Thank you for your time.

I do not know if it is really a strong use case, but I will explain my
motive in detail. English is not my native language, so please pardon
my poor English.

I am one of the developers for software that managing the resource used
from user job at HPC-Cluster with Linux. The resource is memory mainly.
The HPC-Cluster may be shared by multiple people and used. Therefore, the
memory used by each user must be strictly controlled, otherwise the
user's job will runaway, not only will it hamper the other users, it will
crash the entire system in OOM.

Some users of HPC are very nervous about performance. Jobs are executed
while synchronizing with MPI communication using multiple compute nodes.
Since CPU wait time will occur when synchronizing, they want to minimize
the variation in execution time at each node to reduce waiting times as
much as possible. We call this variation a noise.

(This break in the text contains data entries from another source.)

use actix_web::{HttpRequest, HttpResponse, Result as ActixResult};

use super::ClassService;
use crate::models::{ApiResponse, ErrorCode, classes::requests::ClassListQuery};
use crate::services::common::storage_error_response;

pub async fn list_classes(
    service: &ClassService,
    request: &HttpRequest,
    query: ClassListQuery,
) -> ActixResult<HttpResponse> {
    let storage = service.get_storage(request);

    match storage.list_classes_with_pagination(query).await {
        Ok(response) => Ok(HttpResponse::Ok().json(ApiResponse::success(
            response,
            "Class list retrieved successfully",
        ))),
        Err(e) => Ok(storage_error_response(
            &e,
            ErrorCode::Conflict,
            "Failed to list classes",
        )),
    }
}
use super::entities::TeacherStatus;
use chrono::NaiveDate;
use serde::Deserialize;
use ts_rs::TS;

#[derive(Debug, Clone, Deserialize, TS)]
#[ts(export, export_to = "teacher.ts")]
pub struct TeacherListQuery {
    pub page: Option<i64>,
    pub size: Option<i64>,
    pub status: Option<TeacherStatus>,
    pub search: Option<String>,
}

#[derive(Debug, Clone, Deserialize, TS)]
#[ts(export, export_to = "teacher.ts")]
pub struct CreateTeacherRequest {
    pub user_id: Option<i64>,
    pub name: String,
    pub email: String,
    pub phone: Option<String>,
    pub subject: Option<String>,
    pub hired_on: Option<NaiveDate>,
    pub status: Option<TeacherStatus>,
}

#[derive(Debug, Clone, Default, Deserialize, TS)]
#[ts(export, export_to = "teacher.ts")]
pub struct UpdateTeacherRequest {
    pub user_id: Option<i64>,
    pub name: Option<String>,
    pub email: Option<String>,
    pub phone: Option<String>,
    pub subject: Option<String>,
    pub hired_on: Option<NaiveDate>,
    pub status: Option<TeacherStatus>,
}
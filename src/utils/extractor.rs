//! 安全的路径参数提取器
//!
//! 非正整数的 ID 直接返回 400，避免落到存储层。

use actix_web::{FromRequest, HttpRequest, HttpResponse, dev::Payload, error::InternalError};
use futures_util::future::{Ready, ready};

use crate::models::{ApiResponse, ErrorCode};

fn parse_positive_i64(req: &HttpRequest, name: &str) -> Result<i64, actix_web::Error> {
    let raw = req.match_info().get(name).unwrap_or_default();
    match raw.parse::<i64>() {
        Ok(value) if value > 0 => Ok(value),
        _ => {
            let message = format!("Invalid path parameter '{name}': {raw}");
            let response = HttpResponse::BadRequest()
                .json(ApiResponse::error_empty(ErrorCode::BadRequest, &message));
            Err(InternalError::from_response(message, response).into())
        }
    }
}

macro_rules! define_safe_id_extractor {
    ($($name:ident => $param:literal),* $(,)?) => {
        $(
            #[derive(Debug, Clone, Copy)]
            pub struct $name(pub i64);

            impl FromRequest for $name {
                type Error = actix_web::Error;
                type Future = Ready<Result<Self, Self::Error>>;

                fn from_request(req: &HttpRequest, _: &mut Payload) -> Self::Future {
                    ready(parse_positive_i64(req, $param).map($name))
                }
            }
        )*
    };
}

define_safe_id_extractor! {
    SafeIDI64 => "id",
    SafeClassIdI64 => "class_id",
    SafeSessionIdI64 => "session_id",
}

#[cfg(test)]
mod tests {
    use super::*;
    use actix_web::test::TestRequest;

    #[actix_web::test]
    async fn test_valid_id() {
        let req = TestRequest::default().param("id", "42").to_http_request();
        let id = SafeIDI64::extract(&req).await.unwrap();
        assert_eq!(id.0, 42);
    }

    #[actix_web::test]
    async fn test_rejects_non_positive_and_garbage() {
        for raw in ["0", "-5", "abc", ""] {
            let req = TestRequest::default()
                .param("session_id", raw)
                .to_http_request();
            assert!(SafeSessionIdI64::extract(&req).await.is_err());
        }
    }
}
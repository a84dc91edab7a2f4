use actix_web::{HttpRequest, HttpResponse, Result as ActixResult};

use super::UserService;
use crate::models::{ApiResponse, ErrorCode};
use crate::services::common::{current_user, storage_error_response};

pub async fn get_user(
    service: &UserService,
    request: &HttpRequest,
    user_id: i64,
) -> ActixResult<HttpResponse> {
    let storage = service.get_storage(request);

    match storage.get_user_by_id(user_id).await {
        Ok(Some(user)) => Ok(HttpResponse::Ok().json(ApiResponse::success(
            user,
            "User information retrieved successfully",
        ))),
        Ok(None) => Ok(HttpResponse::NotFound().json(ApiResponse::error_empty(
            ErrorCode::UserNotFound,
            "User not found",
        ))),
        Err(e) => Ok(storage_error_response(
            &e,
            ErrorCode::Conflict,
            "Failed to get user",
        )),
    }
}

// 令牌解析出的本地用户
pub async fn get_current_user(request: &HttpRequest) -> ActixResult<HttpResponse> {
    match current_user(request) {
        Ok(user) => Ok(HttpResponse::Ok().json(ApiResponse::success(
            user,
            "Current user retrieved successfully",
        ))),
        Err(resp) => Ok(resp),
    }
}
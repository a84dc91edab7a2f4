use serde::{Deserialize, Serialize};

/// 应用配置结构体
#[derive(Debug, Clone, Serialize, Deserialize)]
pub struct AppConfig {
    pub app: AppSettings,
    pub server: ServerConfig,
    pub auth: AuthConfig,
    pub database: DatabaseConfig,
    pub cache: CacheConfig,
    pub cors: CorsConfig,
    pub import: ImportConfig,
}

/// 应用设置
#[derive(Debug, Clone, Serialize, Deserialize)]
pub struct AppSettings {
    pub system_name: String,
    pub environment: String,
    pub log_level: String,
}

/// 服务器配置
#[derive(Debug, Clone, Serialize, Deserialize)]
pub struct ServerConfig {
    pub host: String,
    pub port: u16,
    pub unix_socket_path: String,
    pub workers: usize,
    pub max_workers: usize,
    pub timeouts: TimeoutConfig,
    pub limits: LimitConfig,
}

/// 超时配置
#[derive(Debug, Clone, Serialize, Deserialize)]
pub struct TimeoutConfig {
    pub client_request: u64,
    pub client_disconnect: u64,
    pub keep_alive: u64,
}

/// 限制配置
#[derive(Debug, Clone, Serialize, Deserialize)]
pub struct LimitConfig {
    pub max_payload_size: usize,
}

/// 身份认证配置
///
/// 令牌由外部身份提供方签发，这里只负责校验签名并解析 `sub`。
#[derive(Debug, Clone, Serialize, Deserialize)]
pub struct AuthConfig {
    #[serde(skip_serializing, default)] // 不序列化到JSON响应中
    pub jwt_secret: String,
    #[serde(default)]
    pub leeway_secs: u64,
    /// 首次启动时作为管理员写入的身份 subject（为空则跳过）
    #[serde(default)]
    pub bootstrap_admin_subject: String,
    #[serde(default)]
    pub bootstrap_admin_email: String,
}

/// 数据库配置
#[derive(Debug, Clone, Serialize, Deserialize)]
pub struct DatabaseConfig {
    pub url: String,    // 数据库连接 URL（从 scheme 自动推断类型）
    pub pool_size: u32, // 连接池大小
    pub timeout: u64,   // 连接超时 (秒)
}

/// 缓存配置
#[derive(Debug, Clone, Serialize, Deserialize)]
pub struct CacheConfig {
    #[serde(rename = "type")]
    pub cache_type: String,
    pub default_ttl: u64,
    pub redis: RedisConfig,
    pub memory: MemoryConfig,
}

/// Redis 配置
#[derive(Debug, Clone, Serialize, Deserialize)]
pub struct RedisConfig {
    pub url: String,
    pub key_prefix: String,
    pub pool_size: u64,
}

/// 内存缓存配置
#[derive(Debug, Clone, Serialize, Deserialize)]
pub struct MemoryConfig {
    pub max_capacity: u64,
}

/// CORS 配置
#[derive(Debug, Clone, Serialize, Deserialize)]
pub struct CorsConfig {
    pub allowed_origins: Vec<String>,
    pub max_age: usize,
}

/// 批量导入配置
#[derive(Debug, Clone, Serialize, Deserialize)]
pub struct ImportConfig {
    pub max_rows: usize,
    pub max_file_size: usize,
}
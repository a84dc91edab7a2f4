use super::entities::ClassEnrollment;
use crate::models::common::PaginationInfo;
use serde::Serialize;
use ts_rs::TS;

// 选课记录（附带学生与班级名称）
#[derive(Debug, Clone, Serialize, TS)]
#[ts(export, export_to = "enrollment.ts")]
pub struct EnrollmentDetail {
    #[serde(flatten)]
    #[ts(flatten)]
    pub enrollment: ClassEnrollment,
    pub student_name: String,
    pub class_name: String,
}

#[derive(Debug, Serialize, TS)]
#[ts(export, export_to = "enrollment.ts")]
pub struct EnrollmentListResponse {
    pub items: Vec<EnrollmentDetail>,
    pub pagination: PaginationInfo,
}
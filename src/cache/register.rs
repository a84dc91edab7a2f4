use crate::cache::traits::ObjectCache;
use crate::errors::Result;
use once_cell::sync::Lazy;
use std::{
    collections::HashMap,
    future::Future,
    pin::Pin,
    sync::{Arc, RwLock},
};

pub type BoxedObjectCacheFuture =
    Pin<Box<dyn Future<Output = Result<Box<dyn ObjectCache>>> + Send>>;
pub type ObjectCacheConstructor = Arc<dyn Fn() -> BoxedObjectCacheFuture + Send + Sync>;

static OBJECT_CACHE_REGISTRY: Lazy<RwLock<HashMap<String, ObjectCacheConstructor>>> =
    Lazy::new(|| RwLock::new(HashMap::new()));

/// 声明缓存插件，在程序加载时注册构造函数
#[macro_export]
macro_rules! declare_object_cache_plugin {
    ($name:literal, $ty:ty) => {
        #[ctor::ctor]
        unsafe fn __register_object_cache_plugin() {
            $crate::cache::register::register_object_cache_plugin(
                $name,
                std::sync::Arc::new(|| {
                    Box::pin(async {
                        <$ty>::new()
                            .map(|cache| {
                                Box::new(cache) as Box<dyn $crate::cache::ObjectCache>
                            })
                            .map_err($crate::errors::SchoolOpsError::cache_connection)
                    })
                }),
            );
        }
    };
}

pub fn register_object_cache_plugin<S: Into<String>>(name: S, constructor: ObjectCacheConstructor) {
    let name = name.into();
    let mut registry = OBJECT_CACHE_REGISTRY
        .write()
        .expect("Cache registry lock poisoned");
    registry.insert(name, constructor);
}

pub fn get_object_cache_plugin(name: &str) -> Option<ObjectCacheConstructor> {
    OBJECT_CACHE_REGISTRY
        .read()
        .expect("Cache registry lock poisoned")
        .get(name)
        .cloned()
}

pub fn debug_object_cache_registry() {
    let registry = OBJECT_CACHE_REGISTRY
        .read()
        .expect("Cache registry lock poisoned");
    if registry.is_empty() {
        tracing::debug!("No object cache plugins registered.");
    } else {
        tracing::debug!("Registered object cache plugins:");
        for key in registry.keys() {
            tracing::debug!(" - {}", key);
        }
    }
}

THP does not guarantee to use the Huge Page, but may use the normal page.
This mechanism is one cause of variation(noise).

The users who know this mechanism will be hesitant to use THP. However,
the users also know the benefits of the Huge Page's TLB hit rate
performance, and the Huge Page seems to be attractive. It seems natural
that these users are interested in HugeTLBfs, I do not know at all
whether it is the right approach or not.

At the very least, our HPC system is pursuing high versatility and we
have to consider whether we can provide it if users want to use HugeTLBfs.

In order to use HugeTLBfs we need to create a persistent pool, but in
our use case sharing nodes, it would be impossible to create, delete or
resize the pool.

One of the answers I have reached is to use HugeTLBfs by overcommitting
without creating a pool(this is the surplus hugepage).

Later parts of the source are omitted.